(Collected data entries)
####

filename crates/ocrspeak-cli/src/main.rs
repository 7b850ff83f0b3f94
#![forbid(unsafe_code)]
#![cfg_attr(docsrs, feature(doc_cfg))]
#![doc = include_str!("../README.md")]

mod config;
mod server;

use std::process;

use anyhow::Context;
use axum::Router;
use ocrspeak_paddle::{ModelLayout, PaddleConfig};
use ocrspeak_server::handler::routes;
use ocrspeak_server::middleware::{
    RouterObservabilityExt, RouterRecoveryExt, RouterSecurityExt, SecurityHeadersConfig,
};
use ocrspeak_server::service::ServiceState;

use crate::config::{Cli, MiddlewareConfig, create_capabilities};

// Tracing target constants
pub const TRACING_TARGET_SERVER_STARTUP: &str = "ocrspeak_cli::server::startup";
pub const TRACING_TARGET_SERVER_SHUTDOWN: &str = "ocrspeak_cli::server::shutdown";
pub const TRACING_TARGET_CONFIG: &str = "ocrspeak_cli::config";

#[tokio::main]
async fn main() {
    let Err(error) = run().await else {
        tracing::info!(
            target: TRACING_TARGET_SERVER_SHUTDOWN,
            "application terminated successfully"
        );
        process::exit(0);
    };

    if tracing::enabled!(tracing::Level::ERROR) {
        tracing::error!(
            target: TRACING_TARGET_SERVER_SHUTDOWN,
            error = %error,
            "application terminated with error"
        );
    } else {
        eprintln!("Error: {error:#}");
    }

    process::exit(1);
}

/// Main application entry point.
async fn run() -> anyhow::Result<()> {
    let cli = Cli::init();

    if cli.check_models {
        return check_models(&cli.paddle);
    }

    Cli::init_tracing()?;
    cli.log();
    cli.validate()?;

    let capabilities = create_capabilities(&cli);
    let state = ServiceState::from_config(&cli.service, &cli.paddle, capabilities)
        .await
        .context("failed to create service state")?;
    let router = create_router(state, &cli.middleware);

    server::serve_http(router, cli.server).await?;

    Ok(())
}

/// Prints the model layout report.
///
/// Fails when a required part is missing, so the process exits with 1.
fn check_models(config: &PaddleConfig) -> anyhow::Result<()> {
    let report = ModelLayout::from_config(config).check();
    println!("{report}");

    if !report.is_complete() {
        anyhow::bail!(
            "{} required model file(s) missing",
            report.missing_required().len()
        );
    }

    Ok(())
}

/// Creates the router with all middleware layers applied.
///
/// Middleware is applied in reverse order (last added = outermost):
/// 1. Recovery (outermost) - catches panics and enforces timeouts
/// 2. Observability - request IDs and tracing spans
/// 3. Security - CORS, security headers, compression, upload limit
/// 4. Routes (innermost) - actual request handlers
fn create_router(state: ServiceState, middleware: &MiddlewareConfig) -> Router {
    routes(state.clone())
        .with_state(state)
        .with_security(
            &middleware.cors,
            &middleware.body_limit,
            &SecurityHeadersConfig::default(),
        )
        .with_observability()
        .with_recovery(&middleware.recovery)
}
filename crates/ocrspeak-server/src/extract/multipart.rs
//! Multipart extractor with error responses in the handler format.

use axum::extract::multipart::{MultipartError, MultipartRejection};
use axum::extract::{FromRequest, Multipart as AxumMultipart, Request};
use axum::http::StatusCode;
use derive_more::{Deref, DerefMut, From};

use crate::handler::{Error, ErrorKind};

/// Multipart extractor rejecting with [`Error`].
///
/// Wraps [`axum::extract::Multipart`] so malformed uploads get the same
/// JSON error body as every other failure.
#[must_use]
#[derive(Debug, Deref, DerefMut, From)]
pub struct Multipart(pub AxumMultipart);

impl Multipart {
    /// Returns the inner Axum Multipart extractor.
    #[inline]
    pub fn into_inner(self) -> AxumMultipart {
        self.0
    }
}

impl<S> FromRequest<S> for Multipart
where
    S: Send + Sync,
{
    type Rejection = Error;

    async fn from_request(req: Request, state: &S) -> Result<Self, Self::Rejection> {
        AxumMultipart::from_request(req, state)
            .await
            .map(Multipart)
            .map_err(Into::into)
    }
}

impl From<MultipartRejection> for Error {
    fn from(rejection: MultipartRejection) -> Self {
        match rejection {
            MultipartRejection::InvalidBoundary(_) => ErrorKind::BadRequest
                .with_message("Invalid multipart boundary")
                .with_context(
                    "The Content-Type header is missing or has an invalid boundary parameter. \
                     Ensure the request uses 'multipart/form-data' with a valid boundary.",
                ),
            _ => ErrorKind::BadRequest
                .with_message("Invalid multipart request")
                .with_context(format!("Multipart parsing failed: {rejection}")),
        }
    }
}

impl From<MultipartError> for Error {
    fn from(error: MultipartError) -> Self {
        let kind = match error.status() {
            StatusCode::PAYLOAD_TOO_LARGE => ErrorKind::PayloadTooLarge,
            _ => ErrorKind::BadRequest,
        };

        kind.with_context(format!("Multipart field could not be read: {}", error.body_text()))
    }
}
#![forbid(unsafe_code)]
#![cfg_attr(docsrs, feature(doc_cfg))]
#![doc = include_str!("../README.md")]

/// Tracing target for OCR operations.
pub const TRACING_TARGET_OCR: &str = "ocrspeak_core::ocr";

/// Tracing target for speech synthesis operations.
pub const TRACING_TARGET_SPEECH: &str = "ocrspeak_core::speech";

mod error;
mod health;

pub mod language;
pub mod optical;
pub mod speech;
pub mod types;

pub use error::{BoxedError, Error, ErrorKind, Result};
pub use health::{ServiceHealth, ServiceStatus};
pub use language::Language;
pub use optical::{OpticalProvider, OpticalService};
pub use speech::{AudioFormat, SpeechAudio, SpeechProvider, SpeechService};
pub use types::{OcrOutput, Quad, TextLine};
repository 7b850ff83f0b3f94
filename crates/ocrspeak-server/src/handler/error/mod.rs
//! [`Error`], [`ErrorKind`] and [`Result`].

mod http_error;

pub use http_error::{Error, ErrorKind, Result};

####

This exercise calls for repeating every line of the data exactly.

filename crates/ocrspeak-cli/src/main.rs
repository 7b850ff83f0b3f94
#![forbid(unsafe_code)]
#![cfg_attr(docsrs, feature(doc_cfg))]
#![doc = include_str!("../README.md")]

mod config;
mod server;

use std::process;

use anyhow::Context;
use axum::Router;
use ocrspeak_paddle::{ModelLayout, PaddleConfig};
use ocrspeak_server::handler::routes;
use ocrspeak_server::middleware::{
    RouterObservabilityExt, RouterRecoveryExt, RouterSecurityExt, SecurityHeadersConfig,
};
use ocrspeak_server::service::ServiceState;

use crate::config::{Cli, MiddlewareConfig, create_capabilities};

// Tracing target constants
pub const TRACING_TARGET_SERVER_STARTUP: &str = "ocrspeak_cli::server::startup";
pub const TRACING_TARGET_SERVER_SHUTDOWN: &str = "ocrspeak_cli::server::shutdown";
pub const TRACING_TARGET_CONFIG: &str = "ocrspeak_cli::config";

#[tokio::main]
async fn main() {
    let Err(error) = run().await else {
        tracing::info!(
            target: TRACING_TARGET_SERVER_SHUTDOWN,
            "application terminated successfully"
        );
        process::exit(0);
    };

    if tracing::enabled!(tracing::Level::ERROR) {
        tracing::error!(
            target: TRACING_TARGET_SERVER_SHUTDOWN,
            error = %error,
            "application terminated with error"
        );
    } else {
        eprintln!("Error: {error:#}");
    }

    process::exit(1);
}

/// Main application entry point.
async fn run() -> anyhow::Result<()> {
    let cli = Cli::init();

    if cli.check_models {
        return check_models(&cli.paddle);
    }

    Cli::init_tracing()?;
    cli.log();
    cli.validate()?;

    let capabilities = create_capabilities(&cli);
    let state = ServiceState::from_config(&cli.service, &cli.paddle, capabilities)
        .await
        .context("failed to create service state")?;
    let router = create_router(state, &cli.middleware);

    server::serve_http(router, cli.server).await?;

    Ok(())
}

/// Prints the model layout report.
///
/// Fails when a required part is missing, so the process exits with 1.
fn check_models(config: &PaddleConfig) -> anyhow::Result<()> {
    let report = ModelLayout::from_config(config).check();
    println!("{report}");

    if !report.is_complete() {
        anyhow::bail!(
            "{} required model file(s) missing",
            report.missing_required().len()
        );
    }

    Ok(())
}

/// Creates the router with all middleware layers applied.
///
/// Middleware is applied in reverse order (last added = outermost):
/// 1. Recovery (outermost) - catches panics and enforces timeouts
/// 2. Observability - request IDs and tracing spans
/// 3. Security - CORS, security headers, compression, upload limit
/// 4. Routes (innermost) - actual request handlers
fn create_router(state: ServiceState, middleware: &MiddlewareConfig) -> Router {
    routes(state.clone())
        .with_state(state)
        .with_security(
            &middleware.cors,
            &middleware.body_limit,
            &SecurityHeadersConfig::default(),
        )
        .with_observability()
        .with_recovery(&middleware.recovery)
}
filename crates/ocrspeak-server/src/extract/multipart.rs
//! Multipart extractor with error responses in the handler format.

use axum::extract::multipart::{MultipartError, MultipartRejection};
use axum::extract::{FromRequest, Multipart as AxumMultipart, Request};
use axum::http::StatusCode;
use derive_more::{Deref, DerefMut, From};

use crate::handler::{Error, ErrorKind};

/// Multipart extractor rejecting with [`Error`].
///
/// Wraps [`axum::extract::Multipart`] so malformed uploads get the same
/// JSON error body as every other failure.
#[must_use]
#[derive(Debug, Deref, DerefMut, From)]
pub struct Multipart(pub AxumMultipart);

impl Multipart {
    /// Returns the inner Axum Multipart extractor.
    #[inline]
    pub fn into_inner(self) -> AxumMultipart {
        self.0
    }
}

impl<S> FromRequest<S> for Multipart
where
    S: Send + Sync,
{
    type Rejection = Error;

    async fn from_request(req: Request, state: &S) -> Result<Self, Self::Rejection> {
        AxumMultipart::from_request(req, state)
            .await
            .map(Multipart)
            .map_err(Into::into)
    }
}

impl From<MultipartRejection> for Error {
    fn from(rejection: MultipartRejection) -> Self {
        match rejection {
            MultipartRejection::InvalidBoundary(_) => ErrorKind::BadRequest
                .with_message("Invalid multipart boundary")
                .with_context(
                    "The Content-Type header is missing or has an invalid boundary parameter. \
                     Ensure the request uses 'multipart/form-data' with a valid boundary.",
                ),
            _ => ErrorKind::BadRequest
                .with_message("Invalid multipart request")
                .with_context(format!("Multipart parsing failed: {rejection}")),
        }
    }
}

impl From<MultipartError> for Error {
    fn from(error: MultipartError) -> Self {
        let kind = match error.status() {
            StatusCode::PAYLOAD_TOO_LARGE => ErrorKind::PayloadTooLarge,
            _ => ErrorKind::BadRequest,
        };

        kind.with_context(format!("Multipart field could not be read: {}", error.body_text()))
    }
}
#![forbid(unsafe_code)]
#![cfg_attr(docsrs, feature(doc_cfg))]
#![doc = include_str!("../README.md")]

/// Tracing target for OCR operations.
pub const TRACING_TARGET_OCR: &str = "ocrspeak_core::ocr";

/// Tracing target for speech synthesis operations.
pub const TRACING_TARGET_SPEECH: &str = "ocrspeak_core::speech";

mod error;
mod health;

pub mod language;
pub mod optical;
pub mod speech;
pub mod types;

pub use error::{BoxedError, Error, ErrorKind, Result};
pub use health::{ServiceHealth, ServiceStatus};
pub use language::Language;
pub use optical::{OpticalProvider, OpticalService};
pub use speech::{AudioFormat, SpeechAudio, SpeechProvider, SpeechService};
pub use types::{OcrOutput, Quad, TextLine};
repository 7b850ff83f0b3f94
filename crates/ocrspeak-server/src/handler/error/mod.rs
//! [`Error`], [`ErrorKind`] and [`Result`].

mod http_error;

pub use http_error::{Error, ErrorKind, Result};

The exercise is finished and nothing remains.